Apartment tenants often sign leases that are one to two years long, which is great for landlords looking to shorten their vacancy cycle.
Should I Buy an Apartment?
Purchasing property is a big decision, so it’s crucial to consider the benefits and drawbacks of apartment ownership before taking the plunge.
The Benefits of Owning an Apartment Complex
Janover Multifamily Loans offers compelling reasons why some real estate investors love buying apartment complexes, including:
- Cash flow. Because you can have multiple tenants live at your apartment complex, you can bring in substantial cash in the right market.You can even save money on housing by living in a unit yourself!
- Leverage.
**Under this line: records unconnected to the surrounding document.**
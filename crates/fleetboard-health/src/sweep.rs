//! Sweep orchestration — fan a probe out to every registered service.

use std::time::Duration;

use thiserror::Error;
use tokio::sync::watch;
use tracing::{debug, info, warn};

use fleetboard_registry::ServiceRegistry;
use fleetboard_state::{HealthState, StatusStore};

use crate::probe::{self, http_probe};

/// Errors a sweep operation can surface.
///
/// Probe faults never appear here — they collapse to `Unhealthy` inside
/// the probe. The only outward error is a caller bug.
#[derive(Debug, Error)]
pub enum SweepError {
    #[error("unknown service key: {0}")]
    UnknownKey(String),
}

/// Runs liveness checks against the registered fleet and merges the
/// results into the status store.
#[derive(Clone)]
pub struct Sweeper {
    registry: ServiceRegistry,
    store: StatusStore,
    timeout: Duration,
}

impl Sweeper {
    /// Create a sweeper with the default probe timeout.
    pub fn new(registry: ServiceRegistry, store: StatusStore) -> Self {
        Self {
            registry,
            store,
            timeout: probe::DEFAULT_PROBE_TIMEOUT,
        }
    }

    /// Override the per-probe timeout.
    pub fn with_timeout(mut self, timeout: Duration) -> Self {
        self.timeout = timeout;
        self
    }

    /// Probe a single service and record the result.
    ///
    /// Errors only when `key` is not in the registry; every probe fault
    /// is recorded as `Unhealthy` and still returns `Ok`.
    pub async fn check_one(&self, key: &str) -> Result<HealthState, SweepError> {
        let descriptor = self
            .registry
            .get(key)
            .ok_or_else(|| SweepError::UnknownKey(key.to_string()))?;

        let outcome = http_probe(&descriptor.base_address, self.timeout).await;
        let state = outcome.verdict.as_health_state();

        let recorded = self.store.update(key, state, outcome.observed_at).await;
        if !recorded {
            debug!(%key, "probe result lost the per-key timestamp race");
        }

        match state {
            HealthState::Healthy => debug!(%key, "probe healthy"),
            _ => warn!(%key, address = %descriptor.base_address, "probe unhealthy"),
        }

        Ok(state)
    }

    /// Probe every registered service concurrently.
    ///
    /// One task is spawned per descriptor, so total wall-clock time is
    /// bounded by the slowest single probe, not the sum. The join is
    /// all-settled: a slow or failing service never delays or aborts
    /// the reporting of the others, and the store is updated as each
    /// probe completes, so mid-sweep readers see partial progress.
    /// Never errors outward.
    pub async fn check_all(&self) -> Vec<(String, HealthState)> {
        let mut handles = Vec::with_capacity(self.registry.len());

        for descriptor in self.registry.iter() {
            let sweeper = self.clone();
            let key = descriptor.key.clone();
            handles.push(tokio::spawn(async move {
                // Key comes straight from the registry, so check_one
                // cannot see UnknownKey here.
                let state = sweeper
                    .check_one(&key)
                    .await
                    .unwrap_or(HealthState::Unhealthy);
                (key, state)
            }));
        }

        let mut results = Vec::with_capacity(handles.len());
        let mut healthy = 0usize;
        for handle in handles {
            match handle.await {
                Ok((key, state)) => {
                    if state == HealthState::Healthy {
                        healthy += 1;
                    }
                    results.push((key, state));
                }
                Err(e) => {
                    warn!(error = %e, "probe task join error");
                }
            }
        }

        info!(
            total = results.len(),
            healthy,
            unhealthy = results.len() - healthy,
            "sweep completed"
        );
        results
    }

    /// Periodic sweep loop.
    ///
    /// Sweeps immediately, then every `interval`, until the shutdown
    /// watch channel flips.
    pub async fn run(self, interval: Duration, mut shutdown: watch::Receiver<bool>) {
        info!(interval_secs = interval.as_secs(), "background sweeper started");

        loop {
            self.check_all().await;

            tokio::select! {
                _ = tokio::time::sleep(interval) => {}
                _ = shutdown.changed() => {
                    info!("background sweeper stopping");
                    break;
                }
            }
        }
    }
}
Typically, borrowers looking to purchase an apartment can put down 20-30% of the sale price, then finance the remainder over a 25-30 year amortization period. Most other types of investments like stocks and mutual funds can’t say the same.
- Tax incentives. Janover Multifamily Loans states that investors can “take substantial mortgage interest and depreciation deductions, [and] they can also often deduct travel and utility costs, as well as other expenses.”
- Syndication and partnership potential. Apartment complexes are a perfect investment for groups, especially since you can purchase larger and better properties together.
That said, there are also important cons to consider.
The Drawbacks of Owning an Apartment Complex
Though owning a multifamily property can offer significant benefits, Janover Multifamily Loans outlines the potential drawbacks, such as:
- Time investment. Finding the right apartment complex can take a long time, not to mention the work of financing and purchasing the property. From there, you should become a landlord to avoid losing up to 10% of your monthly income to a property manager.
- Local market factors. As Janover Multifamily Loans points out, “no one can predict the future. For instance, the neighborhood you thought was gentrifying could see an increase in crime and poverty, leading to a steep decline in the value of your investment.”
- Vacancy and tenant issues. Having tenants is great – if you do the work and find someone who will respect your property. But life happens, even with the best of renters, and having more than one empty unit at a time could hit your bottom line.
- Low liquidity. Selling an apartment building takes time, often several months, and closing can be time intensive.